Late Hours of Faith and Alcohol

I was up until 3 am on October 9, 2010, trying to keep my sanity still from the booze that I’ve been drinking with my friends. In sessions like these, there is that usual sharing of anecdotes, problems and random stories from everyone. Thoughts that are rather delicate won’t usually come up in our discussion – not until that night anyway.

10:00pm. I came home from the movies with my other friends from school and found my gang occupying the floor and the sofa of the dorm. It’s Friday, which means this will be a night of care-free fun.  Final exams were done, subject requirements were passed and lectures from the gun-loaded voices of the professors will be shut since semester break was coming.

“Hey, he’s here!” my friends shouted, teasing me. They have been tormenting me for a night out since I wasn’t always around to bond with them the past few days . I didn’t have time to change my sweaty shirt so I just pulled it off me and joined them on the sofa. They were watching a crappy sci-fi movie about exploding suns and I argued to change it. I put on a Thai horror movie, “Shutter.”

11:30pm. I quenched my third glass of gin as I listened to my friend talk about how he was dumped by his girlfriend. He said that whenever alcohol crawl under his throat, he always remembers her face. My other friend, who is a pretty big douche, intruded and bragged about his women exploits and boasted on how he always gets the gals that he fancied. He turned to me and said “you my friend, you are as slow as an old turtle that’s why you have been single for a long time.” I told him I’m in no rush and I don’t think it’s time to commit right now. I added that he’s the least of all people I’m getting an advice from. He just winked and made a mocking sigh. The discussion about girls and relationships still went on for about an hour. The first bottle was finished. We waited for someone to get up and buy another one outside. I stayed glued on my seat.
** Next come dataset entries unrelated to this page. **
//! Strand store: a serialized state container
//!
//! A [`Store`] holds one current state, an ordered chain of [`Reducer`]s and
//! a list of [`Subscriber`]s, each bound to a [`Scheduler`]. Actions are
//! reduced one at a time on the store's own scheduler, and a dispatch is
//! only finished once every subscriber has observed its result, whichever
//! scheduler that subscriber runs on.
//!
//! # Guarantees
//!
//! - Reducers apply in registration order, never two at once for one store.
//! - On a store driven by a [`MainScheduler`] dispatches from one thread are
//!   reduced in the order they were dispatched.
//! - A new subscriber first receives the current state with
//!   [`Cause::Init`], then every later transition.
//! - A subscriber never observes an older state after a newer one.
//!
//! # Example
//!
//! ```rust
//! use std::sync::Arc;
//! use strand_store::{Action, BackgroundScheduler, Cause, Reduced, Scheduler, Store};
//!
//! #[derive(Debug)]
//! enum Todo {
//!     Add(String),
//!     Clear,
//! }
//!
//! fn todos(mut state: Vec<String>, cause: &Cause<Todo>) -> Reduced<Vec<String>> {
//!     match cause.action() {
//!         Some(Todo::Add(item)) => state.push(item.clone()),
//!         Some(Todo::Clear) => state.clear(),
//!         None => {}
//!     }
//!     Reduced::Next(state)
//! }
//!
//! let store = Store::new(Vec::new(), todos)?;
//!
//! let background: Arc<dyn Scheduler> = Arc::new(BackgroundScheduler::new());
//! store.subscribe_on(background, |new: &Vec<String>, _old: &Vec<String>, _cause: &Cause<Todo>| {
//!     println!("{} items", new.len());
//! });
//!
//! store.dispatch(Todo::Add("write docs".to_string()));
//! store.dispatch(Action::thunk(|store: Store<Vec<String>, Todo>| {
//!     store.dispatch(Todo::Add("ship".to_string()));
//! }));
//!
//! // The thunk dispatches from the store's worker, so let it finish first.
//! store.wait_for_idle();
//! store.stop();
//! store.wait_for_store();
//! assert_eq!(store.state(), vec!["write docs".to_string(), "ship".to_string()]);
//! # Ok::<(), strand_store::StoreError>(())
//! ```

mod action;
mod error;
mod reducer;
mod store;
mod subscriber;

pub use action::{Action, AsyncAction, Cause, Dispatcher};
pub use error::{Result, StoreError};
pub use reducer::{Reduced, Reducer, ReducerError};
pub use store::Store;
pub use subscriber::{Disposer, Subscriber};

// Re-export the scheduler layer for convenience
pub use strand_sched::{
    BackgroundScheduler, ImmediateScheduler, MainScheduler, SchedError, Scheduler, SchedulerExt,
    SchedulerId,
};
//! Tasks and scheduler identity.

use std::any::Any;
use std::panic::{self, AssertUnwindSafe};

use tracing::error;
use uuid::Uuid;

/// A unit of work handed to a scheduler. Runs exactly once.
pub type Task = Box<dyn FnOnce() + Send + 'static>;

/// Unique identity of a scheduler instance.
///
/// Two handles refer to the same scheduler exactly when their ids are equal.
#[derive(Debug, Clone, Copy, PartialEq, Eq, Hash, PartialOrd, Ord)]
pub struct SchedulerId(Uuid);

impl SchedulerId {
    /// Create a new random SchedulerId.
    pub fn new() -> Self {
        Self(Uuid::new_v4())
    }

    /// Get the inner UUID.
    pub fn as_uuid(&self) -> Uuid {
        self.0
    }
}

impl Default for SchedulerId {
    fn default() -> Self {
        Self::new()
    }
}

impl std::fmt::Display for SchedulerId {
    fn fmt(&self, f: &mut std::fmt::Formatter<'_>) -> std::fmt::Result {
        write!(f, "{}", self.0)
    }
}

/// Run a task, containing any panic it raises.
///
/// A panicking task counts as finished so that pending counts and joins
/// waiting on it still resolve.
pub(crate) fn run_task(task: Task) {
    if let Err(payload) = panic::catch_unwind(AssertUnwindSafe(task)) {
        error!(panic = panic_message(&*payload), "scheduled task panicked");
    }
}

fn panic_message(payload: &(dyn Any + Send)) -> &str {
    if let Some(s) = payload.downcast_ref::<&'static str>() {
        s
    } else if let Some(s) = payload.downcast_ref::<String>() {
        s.as_str()
    } else {
        "<non-string panic payload>"
    }
}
1:30 am. We’re halfway on the second bottle when my friend, the douche, told us that we should just enjoy everything while we’re young ‘coz we don’t get to do that in the coming years.

“Is it wrong to be happy and just enjoy what life has dealt in my hands?”

“You know what, as long as someone is being badly affected by the happiness that you’re talking about then yes, it’s wrong.” I told him with a serious look.

“Oh come on, you’re still young. Don’t be an old man.”

I told him that age is never an excuse to go around and do what it is that you want to do without any caution. I added that we are always in the right age to do what is right. He just laughed at me and told all the guys that we are living in a world where sin is in every corner of the world and there is no such thing as perfectly good.

“I didn’t say that you should be perfect, all I’m saying is you should at least try to do well in this life. Wouldn’t you want to get a chance to go to heaven?”

I sounded like an over-the-top religious fanatic, but I didn’t really care if they laughed at me. There are only two kinds of things in the world; the good and the bad. All elements on earth fall under these two categories. It doesn’t matter whether you are pretty or ugly, rich or poor, dumb or intelligent. The real goodness comes from the character of the heart, but that alone isn’t enough. For me, what’s the use of being a “deep-down good” if you will not put it into application? It’s not enough that you don’t engage into conscience-challenging situations, you have to make a stand to prevent those kinds of things, bad things from happening. Yes, it sounds hyprocritical and but it would do you more good than harm if you actually try to be a better person. I remember a line from a movie written by that hilarious woman from “Saturday Night Live.”  “There are two kinds of evil people. People who do evil stuff, and people who see evil stuff being done and don’t try to stop it.” I believe I would become a failure if I’m going to let this night pass and not share these thoughts to my dear friends.

It was almost 3:00 am and I was questioned of my credibility to speak that way. They are like “look who’s talking, you sure blab like a saint, oh please you are not.” They were right. I’m neither the best person to voice out his opinions about God nor the person with the cleanest track record. I wasn’t trying to be a good role model to them since I know that I will be making a lot of mistakes in the future, but my intention in that very moment when I was talking was good. Not to give a biblical lecture, but to ask them to at least try to be a one-less sinner in the face of the earth. I might not be a religious person to send that kind of message, but does the type of person that I am make those words any less true? It doesn’t.

It was 3:00 o’clock in the morning and we decided to end the discussion since we’ve been talking about it for hours. I felt like thoughts have been shared enough already and little did we know that we’ve been making a lot of noise. My roommate went downstairs  and asked us to keep it down.  It has been a wonderful night, unusual, but I believe it’s one of those nights that will at least give some of us second thoughts to making a step closer to the right direction. I was supposed to be faced down lying in my bed 4 hours ago, but I guess those hours of consciousness made my sleep even more sound.